- Stored data entries
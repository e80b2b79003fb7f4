//! # Caja POS Server
//!
//! HTTP backend for the Caja point-of-sale system.
//!
//! ## Architecture
//! ```text
//! ┌─────────────────────────────────────────────────────────────────────────┐
//! │                         Caja POS Server                                 │
//! │                                                                         │
//! │  ┌────────────────┐  ┌────────────────┐  ┌────────────────────────────┐│
//! │  │  /branch       │  │  /user         │  │  /client                   ││
//! │  │                │  │                │  │                            ││
//! │  │ • addbranch    │  │ • adduser      │  │ • addclient                ││
//! │  │ • allbranches  │  │ • allusers     │  │ • allclients / search      ││
//! │  │ • update       │  │ • update       │  │ • update                   ││
//! │  │ • disable /    │  │ • disable /    │  │ • apicliente/:documento    ││
//! │  │   activate     │  │   activate     │  │   (local + RENIEC)         ││
//! │  └────────────────┘  └────────────────┘  └────────────────────────────┘│
//! │                                                                         │
//! │  ┌────────────────┐  ┌────────────────┐  ┌────────────────────────────┐│
//! │  │  /product      │  │  /sale         │  │  /report                   ││
//! │  │                │  │                │  │                            ││
//! │  │ • addproduct   │  │ • registrar-   │  │ • ventas-del-dia?fecha=    ││
//! │  │ • allproducts  │  │   venta        │  │ • eliminar_venta/:numero   ││
//! │  │ • update       │  │ • detallesVenta│  │                            ││
//! │  │ • per-branch   │  │ • total-ventas │  │                            ││
//! │  │   pricing      │  │ • last-doc-num │  │                            ││
//! │  └────────────────┘  └────────────────┘  └────────────────────────────┘│
//! │                                                                         │
//! │  ┌──────────────────────────────────────────────────────────────────┐  │
//! │  │                      Infrastructure                               │  │
//! │  │                                                                   │  │
//! │  │  ┌──────────────┐  ┌──────────────┐  ┌──────────────────────────┐│  │
//! │  │  │  caja-db     │  │ RetryPolicy  │  │  ReniecClient            ││  │
//! │  │  │              │  │              │  │                          ││  │
//! │  │  │ SQLite pool  │  │ Transient    │  │ External document        ││  │
//! │  │  │ repositories │  │ failures only│  │ lookup (optional)        ││  │
//! │  │  └──────────────┘  └──────────────┘  └──────────────────────────┘│  │
//! │  └──────────────────────────────────────────────────────────────────┘  │
//! └─────────────────────────────────────────────────────────────────────────┘
//! ```
//!
//! ## Configuration
//! Environment variables:
//! - `PORT` - HTTP listen port (default: 3000)
//! - `DATABASE_PATH` - SQLite database file (default: ./data/caja.db)
//! - `DB_MAX_CONNECTIONS` - Pool size (default: 5)
//! - `RETRY_MAX_ATTEMPTS` - Attempt ceiling for transient DB failures (default: 3)
//! - `RETRY_DELAY_MS` - Pause between attempts (default: 2000)
//! - `RENIEC_API_URL` - Base URL of the document lookup API
//! - `RENIEC_API_TOKEN` - Bearer token; lookups stay local when unset

pub mod auth;
pub mod config;
pub mod error;
pub mod reniec;
pub mod retry;
pub mod routes;
pub mod state;

// Re-exports
pub use config::ServerConfig;
pub use error::{ApiError, ApiResult};
pub use state::AppState;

- Required work
Starting from the data above, filter for lines with "sale" and copy each one.

- Task answer
//! HTTP backend for the Caja point-of-sale system.
//! │  │  /product      │  │  /sale         │  │  /report                   ││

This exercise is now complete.